Exercise directions:
Filter the entries for the string "return". Copy each line that has it.
==== Input records
//! Sequence-guarded data fetching.
//!
//! Every call to [`DataFetchOrchestrator::fetch`] takes the next sequence
//! number before doing any async work. When a response arrives it is
//! applied only if its sequence is still the latest one issued, so a slow
//! response to a superseded query can never overwrite a newer result.

use std::collections::HashMap;
use std::sync::Arc;

use parking_lot::Mutex;
use thiserror::Error;

use super::query::ListQuery;
use super::record::{normalize_find_result, FindResult, Record};
use super::schema::ObjectSchema;
use super::source::{DataSource, FindParams};

/// Errors recorded in the snapshot when a fetch fails.
#[derive(Debug, Error)]
pub enum FetchError {
    #[error("schema lookup for '{object}' failed: {error:#}")]
    Schema { object: String, error: anyhow::Error },

    #[error("find on '{object}' failed: {error:#}")]
    Data { object: String, error: anyhow::Error },
}

#[derive(Debug, Clone, PartialEq, Eq)]
pub struct FetchConfig {
    /// Hold the data fetch until the object schema is known.
    pub require_schema: bool,
    /// Limit applied when the query carries none.
    pub page_size: Option<usize>,
}

impl Default for FetchConfig {
    fn default() -> Self {
        Self {
            require_schema: true,
            page_size: None,
        }
    }
}

/// One issued request. Exactly one is current at any time.
#[derive(Debug, Clone, PartialEq)]
pub struct FetchRequest {
    pub sequence: u64,
    pub object_name: String,
    pub params: FindParams,
}

/// Observable fetch state.
#[derive(Debug, Clone, Default, PartialEq)]
pub struct FetchSnapshot {
    pub records: Vec<Record>,
    pub loading: bool,
    pub last_error: Option<String>,
    /// Sequence of the response currently shown; 0 before the first one.
    pub applied_sequence: u64,
    /// Sequence of the most recently issued request.
    pub issued_sequence: u64,
    pub total: Option<u64>,
}

#[derive(Debug, Clone, Copy, PartialEq, Eq)]
pub enum FetchOutcome {
    Applied { count: usize },
    /// A newer request was issued while this one was in flight.
    Stale,
    Failed,
    SchemaUnavailable,
}

/// Issues `find` calls for a list and keeps the latest result.
///
/// Clones share state, so a clone can be moved into a spawned task.
#[derive(Clone)]
pub struct DataFetchOrchestrator {
    source: Arc<dyn DataSource>,
    config: FetchConfig,
    inner: Arc<Mutex<OrchestratorInner>>,
}

#[derive(Default)]
struct OrchestratorInner {
    snapshot: FetchSnapshot,
    schemas: HashMap<String, ObjectSchema>,
}

impl DataFetchOrchestrator {
    pub fn new(source: Arc<dyn DataSource>, config: FetchConfig) -> Self {
        Self {
            source,
            config,
            inner: Arc::new(Mutex::new(OrchestratorInner::default())),
        }
    }

    pub fn config(&self) -> &FetchConfig {
        &self.config
    }

    pub fn snapshot(&self) -> FetchSnapshot {
        self.inner.lock().snapshot.clone()
    }

    pub fn records(&self) -> Vec<Record> {
        self.inner.lock().snapshot.records.clone()
    }

    pub fn is_loading(&self) -> bool {
        self.inner.lock().snapshot.loading
    }

    /// Cached schema for `object_name`, if one has been loaded.
    pub fn schema(&self, object_name: &str) -> Option<ObjectSchema> {
        self.inner.lock().schemas.get(object_name).cloned()
    }

    /// Fetch records for `query` and apply them if still current.
    pub async fn fetch(&self, query: &ListQuery) -> FetchOutcome {
        let sequence = self.begin();
        let object = query.object_name.as_str();

        let expand = match self.expansion(object, &query.columns).await {
            Ok(expand) => expand,
            Err(err) => return self.complete(sequence, Err(err)),
        };

        let mut params = query.find_params(expand);
        if params.limit.is_none() {
            params.limit = self.config.page_size;
        }
        let request = FetchRequest {
            sequence,
            object_name: object.to_string(),
            params,
        };

        let result = self.execute(&request).await;
        self.complete(sequence, result)
    }

    /// Issue the next sequence number and mark the list as loading.
    pub fn begin(&self) -> u64 {
        let mut inner = self.inner.lock();
        inner.snapshot.issued_sequence += 1;
        inner.snapshot.loading = true;
        inner.snapshot.issued_sequence
    }

    /// Apply the result of request `sequence` unless a newer request exists.
    ///
    /// Failures keep the previously applied records.
    pub fn complete(&self, sequence: u64, result: Result<FindResult, FetchError>) -> FetchOutcome {
        let mut inner = self.inner.lock();
        let snapshot = &mut inner.snapshot;

        if sequence != snapshot.issued_sequence {
            tracing::debug!(
                sequence,
                latest = snapshot.issued_sequence,
                "Discarding stale fetch response"
            );
            return FetchOutcome::Stale;
        }

        snapshot.loading = false;
        match result {
            Ok(found) => {
                let count = found.records.len();
                snapshot.records = found.records;
                snapshot.total = found.total;
                snapshot.last_error = None;
                snapshot.applied_sequence = sequence;
                tracing::info!(sequence, count, "Fetch applied");
                FetchOutcome::Applied { count }
            }
            Err(err) => {
                tracing::error!(sequence, error = %err, "Fetch failed");
                let outcome = match err {
                    FetchError::Schema { .. } => FetchOutcome::SchemaUnavailable,
                    FetchError::Data { .. } => FetchOutcome::Failed,
                };
                snapshot.last_error = Some(err.to_string());
                outcome
            }
        }
    }

    async fn execute(&self, request: &FetchRequest) -> Result<FindResult, FetchError> {
        tracing::debug!(
            sequence = request.sequence,
            object = %request.object_name,
            expand = ?request.params.expand,
            "Issuing find"
        );

        let response = self
            .source
            .find(&request.object_name, &request.params)
            .await
            .map_err(|error| FetchError::Data {
                object: request.object_name.clone(),
                error,
            })?;

        Ok(normalize_find_result(response).unwrap_or_else(|| {
            tracing::warn!(
                object = %request.object_name,
                "Unrecognized find response shape, treating as empty"
            );
            FindResult::default()
        }))
    }

    /// Reference fields to expand, loading and caching the schema on first use.
    async fn expansion(&self, object: &str, columns: &[String]) -> Result<Vec<String>, FetchError> {
        if let Some(schema) = self.schema(object) {
            return Ok(schema.expansion_fields(columns));
        }

        match self.source.get_object_schema(object).await {
            Ok(schema) => {
                let expand = schema.expansion_fields(columns);
                self.inner.lock().schemas.insert(object.to_string(), schema);
                Ok(expand)
            }
            Err(error) if self.config.require_schema => Err(FetchError::Schema {
                object: object.to_string(),
                error,
            }),
            Err(error) => {
                tracing::warn!(
                    object,
                    error = %format!("{error:#}"),
                    "Schema unavailable, fetching without expansion"
                );
                Ok(Vec::new())
            }
        }
    }
}

#[cfg(test)]
mod tests {
    use super::*;
    use async_trait::async_trait;
    use serde_json::{json, Value};

    struct NoSource;

    #[async_trait]
    impl DataSource for NoSource {
        async fn find(&self, _object: &str, _params: &FindParams) -> anyhow::Result<Value> {
            anyhow::bail!("unused")
        }

        async fn get_object_schema(&self, _object: &str) -> anyhow::Result<ObjectSchema> {
            anyhow::bail!("unused")
        }
    }

    fn orchestrator() -> DataFetchOrchestrator {
        DataFetchOrchestrator::new(Arc::new(NoSource), FetchConfig::default())
    }

    fn found(id: u64) -> Result<FindResult, FetchError> {
        Ok(normalize_find_result(json!([{ "id": id }])).unwrap())
    }

    #[test]
    fn sequences_increase_and_mark_loading() {
        let orch = orchestrator();
        assert_eq!(orch.begin(), 1);
        assert_eq!(orch.begin(), 2);
        let snap = orch.snapshot();
        assert!(snap.loading);
        assert_eq!(snap.issued_sequence, 2);
        assert_eq!(snap.applied_sequence, 0);
    }

    #[test]
    fn superseded_response_is_discarded() {
        let orch = orchestrator();
        let a = orch.begin();
        let b = orch.begin();

        assert_eq!(orch.complete(b, found(2)), FetchOutcome::Applied { count: 1 });
        assert_eq!(orch.complete(a, found(1)), FetchOutcome::Stale);

        let snap = orch.snapshot();
        assert_eq!(snap.records[0]["id"], json!(2));
        assert_eq!(snap.applied_sequence, b);
        assert!(!snap.loading);
    }

    #[test]
    fn older_response_alone_does_not_clear_loading() {
        let orch = orchestrator();
        let a = orch.begin();
        let _b = orch.begin();
        assert_eq!(orch.complete(a, found(1)), FetchOutcome::Stale);
        assert!(orch.is_loading());
        assert!(orch.records().is_empty());
    }

    #[test]
    fn failure_keeps_previous_records() {
        let orch = orchestrator();
        let first = orch.begin();
        orch.complete(first, found(7));

        let second = orch.begin();
        let outcome = orch.complete(
            second,
            Err(FetchError::Data {
                object: "tasks".to_string(),
                error: anyhow::anyhow!("offline"),
            }),
        );

        assert_eq!(outcome, FetchOutcome::Failed);
        let snap = orch.snapshot();
        assert_eq!(snap.records.len(), 1);
        assert!(!snap.loading);
        assert_eq!(snap.applied_sequence, first);
        assert!(snap.last_error.unwrap().contains("offline"));
    }
}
========
Response for this exercise:
            Err(err) => return self.complete(sequence, Err(err)),
            return FetchOutcome::Stale;
            return Ok(schema.expansion_fields(columns));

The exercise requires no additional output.